• _WHAT NEEDS TO BE DONE_: Among the entries, which lines carry the string "width"? Copy every one.

• _MATERIAL FOR THE TASK_:
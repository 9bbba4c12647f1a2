// SPDX-License-Identifier: Apache-2.0
// © James Ross Ω FLYING•ROBOTS <https://github.com/flyingrobots>
//! GPU setup and resources for the maze viewer.

use anyhow::{Context, Result};
use egui_wgpu::wgpu;
use egui_winit::winit::dpi::PhysicalSize;
use egui_winit::winit::window::Window;
use wgpu::util::DeviceExt;

const INITIAL_INSTANCES: usize = 4096;

#[repr(C)]
#[derive(Clone, Copy, Debug, PartialEq, bytemuck::Pod, bytemuck::Zeroable)]
pub struct Vertex {
    pub pos: [f32; 3],
    pub normal: [f32; 3],
}

#[repr(C)]
#[derive(Clone, Copy, Debug, PartialEq, bytemuck::Pod, bytemuck::Zeroable)]
pub struct Instance {
    pub model: [[f32; 4]; 4],
    pub color: [f32; 4],
}

#[repr(C)]
#[derive(Clone, Copy, bytemuck::Pod, bytemuck::Zeroable)]
pub struct Globals {
    pub view_proj: [[f32; 4]; 4],
    pub light_dir: [f32; 3],
    pub _pad: f32,
}

pub struct Mesh {
    pub vbuf: wgpu::Buffer,
    pub ibuf: wgpu::Buffer,
    pub count: u32,
}

pub struct Pipelines {
    pub solid: wgpu::RenderPipeline,
    pub wire: wgpu::RenderPipeline,
}

pub struct Gpu {
    pub surface: wgpu::Surface<'static>,
    pub device: wgpu::Device,
    pub queue: wgpu::Queue,
    pub config: wgpu::SurfaceConfiguration,
    pub pmode_fast: wgpu::PresentMode,
    pub pmode_vsync: wgpu::PresentMode,
    pub sample_count: u32,
    pub max_tex: u32,
    pub msaa_view: Option<wgpu::TextureView>,
    pub depth: wgpu::TextureView,
    pub cube: Mesh,
    pub globals_buf: wgpu::Buffer,
    pub instance_buf: wgpu::Buffer,
    pub instance_cap: usize,
    pub bind_group: wgpu::BindGroup,
    pub pipelines: Pipelines,
}

impl Gpu {
    pub async fn new(window: &'static Window) -> Result<Self> {
        let instance = wgpu::Instance::default();
        let surface = instance.create_surface(window)?;
        let adapter = instance
            .request_adapter(&wgpu::RequestAdapterOptions {
                power_preference: wgpu::PowerPreference::HighPerformance,
                compatible_surface: Some(&surface),
                force_fallback_adapter: false,
            })
            .await
            .context("no compatible GPU adapter")?;
        let limits = adapter.limits();
        let wire_supported = adapter
            .features()
            .contains(wgpu::Features::POLYGON_MODE_LINE);
        let (device, queue) = adapter
            .request_device(&wgpu::DeviceDescriptor {
                label: Some("playmz-device"),
                required_features: if wire_supported {
                    wgpu::Features::POLYGON_MODE_LINE
                } else {
                    wgpu::Features::empty()
                },
                required_limits: wgpu::Limits::downlevel_defaults()
                    .using_resolution(limits.clone()),
                memory_hints: wgpu::MemoryHints::Performance,
                trace: wgpu::Trace::default(),
                experimental_features: wgpu::ExperimentalFeatures::disabled(),
            })
            .await?;

        let size = window.inner_size();
        let caps = surface.get_capabilities(&adapter);
        let format = caps
            .formats
            .iter()
            .copied()
            .find(|f| f.is_srgb())
            .or_else(|| caps.formats.first().copied())
            .context("surface reports no formats")?;
        let pmode_fast = caps
            .present_modes
            .iter()
            .copied()
            .find(|m| {
                matches!(
                    m,
                    wgpu::PresentMode::Immediate | wgpu::PresentMode::AutoNoVsync
                )
            })
            .unwrap_or(wgpu::PresentMode::Fifo);
        let pmode_vsync = caps
            .present_modes
            .iter()
            .copied()
            .find(|m| matches!(m, wgpu::PresentMode::Fifo))
            .unwrap_or(pmode_fast);
        let max_dim = limits.max_texture_dimension_2d;
        let sample_count = 4;
        let config = wgpu::SurfaceConfiguration {
            usage: wgpu::TextureUsages::RENDER_ATTACHMENT,
            format,
            width: size.width.min(max_dim).max(1),
            height: size.height.min(max_dim).max(1),
            present_mode: pmode_fast,
            alpha_mode: caps
                .alpha_modes
                .first()
                .copied()
                .unwrap_or(wgpu::CompositeAlphaMode::Auto),
            view_formats: vec![],
            desired_maximum_frame_latency: 2,
        };
        surface.configure(&device, &config);
        let depth = create_depth(&device, config.width, config.height, sample_count);
        let msaa_view = create_msaa(
            &device,
            config.format,
            config.width,
            config.height,
            sample_count,
        );

        let cube = unit_cube(&device);

        let globals_buf = device.create_buffer(&wgpu::BufferDescriptor {
            label: Some("globals"),
            size: std::mem::size_of::<Globals>() as u64,
            usage: wgpu::BufferUsages::UNIFORM | wgpu::BufferUsages::COPY_DST,
            mapped_at_creation: false,
        });
        let instance_buf = create_instance_buf(&device, INITIAL_INSTANCES);

        let globals_layout = device.create_bind_group_layout(&wgpu::BindGroupLayoutDescriptor {
            label: Some("globals_layout"),
            entries: &[wgpu::BindGroupLayoutEntry {
                binding: 0,
                visibility: wgpu::ShaderStages::VERTEX | wgpu::ShaderStages::FRAGMENT,
                ty: wgpu::BindingType::Buffer {
                    ty: wgpu::BufferBindingType::Uniform,
                    has_dynamic_offset: false,
                    min_binding_size: None,
                },
                count: None,
            }],
        });
        let bind_group = device.create_bind_group(&wgpu::BindGroupDescriptor {
            label: Some("globals_bg"),
            layout: &globals_layout,
            entries: &[wgpu::BindGroupEntry {
                binding: 0,
                resource: globals_buf.as_entire_binding(),
            }],
        });

        let shader = device.create_shader_module(wgpu::include_wgsl!("shader_blocks.wgsl"));
        let pipeline_layout = device.create_pipeline_layout(&wgpu::PipelineLayoutDescriptor {
            label: Some("pipeline_layout"),
            bind_group_layouts: &[&globals_layout],
            push_constant_ranges: &[],
        });

        let target = BlockTarget {
            layout: &pipeline_layout,
            shader: &shader,
            format,
            sample_count,
        };
        let solid = block_pipeline(&device, &target, wgpu::PolygonMode::Fill);
        // Without line rasterisation the wireframe toggle draws solid.
        let wire_mode = if wire_supported {
            wgpu::PolygonMode::Line
        } else {
            wgpu::PolygonMode::Fill
        };
        let wire = block_pipeline(&device, &target, wire_mode);

        Ok(Self {
            surface,
            device,
            queue,
            config,
            pmode_fast,
            pmode_vsync,
            sample_count,
            max_tex: max_dim,
            msaa_view,
            depth,
            cube,
            globals_buf,
            instance_buf,
            instance_cap: INITIAL_INSTANCES,
            bind_group,
            pipelines: Pipelines { solid, wire },
        })
    }

    pub fn resize(&mut self, size: PhysicalSize<u32>) {
        if size.width == 0 || size.height == 0 {
            return;
        }
        self.config.width = size.width.min(self.max_tex);
        self.config.height = size.height.min(self.max_tex);
        self.surface.configure(&self.device, &self.config);
        self.depth = create_depth(
            &self.device,
            self.config.width,
            self.config.height,
            self.sample_count,
        );
        self.msaa_view = create_msaa(
            &self.device,
            self.config.format,
            self.config.width,
            self.config.height,
            self.sample_count,
        );
    }

    pub fn set_vsync(&mut self, on: bool) {
        let mode = if on {
            self.pmode_vsync
        } else {
            self.pmode_fast
        };
        if self.config.present_mode != mode {
            self.config.present_mode = mode;
            self.surface.configure(&self.device, &self.config);
        }
    }

    /// Grows the instance buffer to hold at least `count` instances.
    pub fn ensure_instance_capacity(&mut self, count: usize) {
        if count <= self.instance_cap {
            return;
        }
        let cap = count.next_power_of_two();
        self.instance_buf = create_instance_buf(&self.device, cap);
        self.instance_cap = cap;
    }

    pub fn aspect(&self) -> f32 {
        self.config.width as f32 / self.config.height.max(1) as f32
    }
}

// Helpers ------------------------------------------------------------

struct BlockTarget<'a> {
    layout: &'a wgpu::PipelineLayout,
    shader: &'a wgpu::ShaderModule,
    format: wgpu::TextureFormat,
    sample_count: u32,
}

fn block_pipeline(
    device: &wgpu::Device,
    target: &BlockTarget<'_>,
    polygon_mode: wgpu::PolygonMode,
) -> wgpu::RenderPipeline {
    let wire = polygon_mode == wgpu::PolygonMode::Line;
    device.create_render_pipeline(&wgpu::RenderPipelineDescriptor {
        label: Some(if wire { "block_wire_pipeline" } else { "block_pipeline" }),
        layout: Some(target.layout),
        vertex: wgpu::VertexState {
            module: target.shader,
            entry_point: Some("vs_main"),
            compilation_options: Default::default(),
            buffers: &[
                wgpu::VertexBufferLayout {
                    array_stride: std::mem::size_of::<Vertex>() as u64,
                    step_mode: wgpu::VertexStepMode::Vertex,
                    attributes: &wgpu::vertex_attr_array![0=>Float32x3,1=>Float32x3],
                },
                wgpu::VertexBufferLayout {
                    array_stride: std::mem::size_of::<Instance>() as u64,
                    step_mode: wgpu::VertexStepMode::Instance,
                    attributes: &wgpu::vertex_attr_array![
                        2=>Float32x4,
                        3=>Float32x4,
                        4=>Float32x4,
                        5=>Float32x4,
                        6=>Float32x4
                    ],
                },
            ],
        },
        fragment: Some(wgpu::FragmentState {
            module: target.shader,
            entry_point: Some("fs_main"),
            compilation_options: Default::default(),
            targets: &[Some(wgpu::ColorTargetState {
                format: target.format,
                blend: Some(wgpu::BlendState::REPLACE),
                write_mask: wgpu::ColorWrites::ALL,
            })],
        }),
        primitive: wgpu::PrimitiveState {
            topology: wgpu::PrimitiveTopology::TriangleList,
            polygon_mode,
            cull_mode: if wire { None } else { Some(wgpu::Face::Back) },
            ..Default::default()
        },
        depth_stencil: Some(wgpu::DepthStencilState {
            format: wgpu::TextureFormat::Depth32Float,
            depth_write_enabled: true,
            depth_compare: wgpu::CompareFunction::Less,
            stencil: Default::default(),
            bias: Default::default(),
        }),
        multisample: wgpu::MultisampleState {
            count: target.sample_count,
            ..Default::default()
        },
        multiview: None,
        cache: None,
    })
}

fn create_instance_buf(device: &wgpu::Device, cap: usize) -> wgpu::Buffer {
    device.create_buffer(&wgpu::BufferDescriptor {
        label: Some("instances"),
        size: (std::mem::size_of::<Instance>() * cap) as u64,
        usage: wgpu::BufferUsages::VERTEX | wgpu::BufferUsages::COPY_DST,
        mapped_at_creation: false,
    })
}

fn create_depth(device: &wgpu::Device, w: u32, h: u32, sample_count: u32) -> wgpu::TextureView {
    let tex = device.create_texture(&wgpu::TextureDescriptor {
        label: Some("depth"),
        size: wgpu::Extent3d {
            width: w.max(1),
            height: h.max(1),
            depth_or_array_layers: 1,
        },
        mip_level_count: 1,
        sample_count,
        dimension: wgpu::TextureDimension::D2,
        format: wgpu::TextureFormat::Depth32Float,
        usage: wgpu::TextureUsages::RENDER_ATTACHMENT,
        view_formats: &[],
    });
    tex.create_view(&wgpu::TextureViewDescriptor::default())
}

fn create_msaa(
    device: &wgpu::Device,
    format: wgpu::TextureFormat,
    w: u32,
    h: u32,
    sample_count: u32,
) -> Option<wgpu::TextureView> {
    if sample_count <= 1 {
        return None;
    }
    let tex = device.create_texture(&wgpu::TextureDescriptor {
        label: Some("msaa_color"),
        size: wgpu::Extent3d {
            width: w.max(1),
            height: h.max(1),
            depth_or_array_layers: 1,
        },
        mip_level_count: 1,
        sample_count,
        dimension: wgpu::TextureDimension::D2,
        format,
        usage: wgpu::TextureUsages::RENDER_ATTACHMENT,
        view_formats: &[],
    });
    Some(tex.create_view(&wgpu::TextureViewDescriptor::default()))
}

/// `[0,1]^3` cube, four vertices per face so normals stay flat.
/// Faces wind counter-clockwise seen from outside.
pub fn cube_geometry() -> (Vec<Vertex>, Vec<u16>) {
    const X: [f32; 3] = [1.0, 0.0, 0.0];
    const Y: [f32; 3] = [0.0, 1.0, 0.0];
    const Z: [f32; 3] = [0.0, 0.0, 1.0];
    let neg = |a: [f32; 3]| [-a[0], -a[1], -a[2]];
    // (normal, u, v) with u × v = normal
    let faces = [
        (X, Y, Z),
        (neg(X), Z, Y),
        (Y, Z, X),
        (neg(Y), X, Z),
        (Z, X, Y),
        (neg(Z), Y, X),
    ];
    let mut verts = Vec::with_capacity(24);
    let mut idx = Vec::with_capacity(36);
    for (n, u, v) in faces {
        let base = verts.len() as u16;
        for (su, sv) in [(-1.0, -1.0), (1.0, -1.0), (1.0, 1.0), (-1.0, 1.0)] {
            let pos = std::array::from_fn(|i| 0.5 + 0.5 * (n[i] + su * u[i] + sv * v[i]));
            verts.push(Vertex { pos, normal: n });
        }
        idx.extend_from_slice(&[base, base + 1, base + 2, base, base + 2, base + 3]);
    }
    (verts, idx)
}

fn unit_cube(device: &wgpu::Device) -> Mesh {
    let (verts, idx) = cube_geometry();
    let vbuf = device.create_buffer_init(&wgpu::util::BufferInitDescriptor {
        label: Some("cube_vb"),
        contents: bytemuck::cast_slice(&verts),
        usage: wgpu::BufferUsages::VERTEX,
    });
    let ibuf = device.create_buffer_init(&wgpu::util::BufferInitDescriptor {
        label: Some("cube_ib"),
        contents: bytemuck::cast_slice(&idx),
        usage: wgpu::BufferUsages::INDEX,
    });
    Mesh {
        vbuf,
        ibuf,
        count: idx.len() as u32,
    }
}

#[cfg(test)]
mod tests {
    use super::*;
    use glam::Vec3;

    #[test]
    fn cube_spans_unit_box() {
        let (verts, idx) = cube_geometry();
        assert_eq!(verts.len(), 24);
        assert_eq!(idx.len(), 36);
        for v in &verts {
            assert!(v.pos.iter().all(|c| *c == 0.0 || *c == 1.0), "{:?}", v.pos);
        }
    }

    #[test]
    fn cube_triangles_face_outward() {
        let (verts, idx) = cube_geometry();
        for tri in idx.chunks(3) {
            let [a, b, c] = [tri[0], tri[1], tri[2]].map(|i| Vec3::from(verts[i as usize].pos));
            let geometric = (b - a).cross(c - a).normalize();
            let declared = Vec3::from(verts[tri[0] as usize].normal);
            assert!(geometric.dot(declared) > 0.99, "{tri:?}");
        }
    }

    #[test]
    fn instance_layout_matches_shader_locations() {
        assert_eq!(std::mem::size_of::<Instance>(), 80);
        assert_eq!(std::mem::size_of::<Globals>(), 80);
    }
}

• _ANSWER TO THIS PROBLEM_:
            width: size.width.min(max_dim).max(1),
        let depth = create_depth(&device, config.width, config.height, sample_count);
            config.width,
        if size.width == 0 || size.height == 0 {
        self.config.width = size.width.min(self.max_tex);
            self.config.width,
            self.config.width,
        self.config.width as f32 / self.config.height.max(1) as f32
            width: w.max(1),
            width: w.max(1),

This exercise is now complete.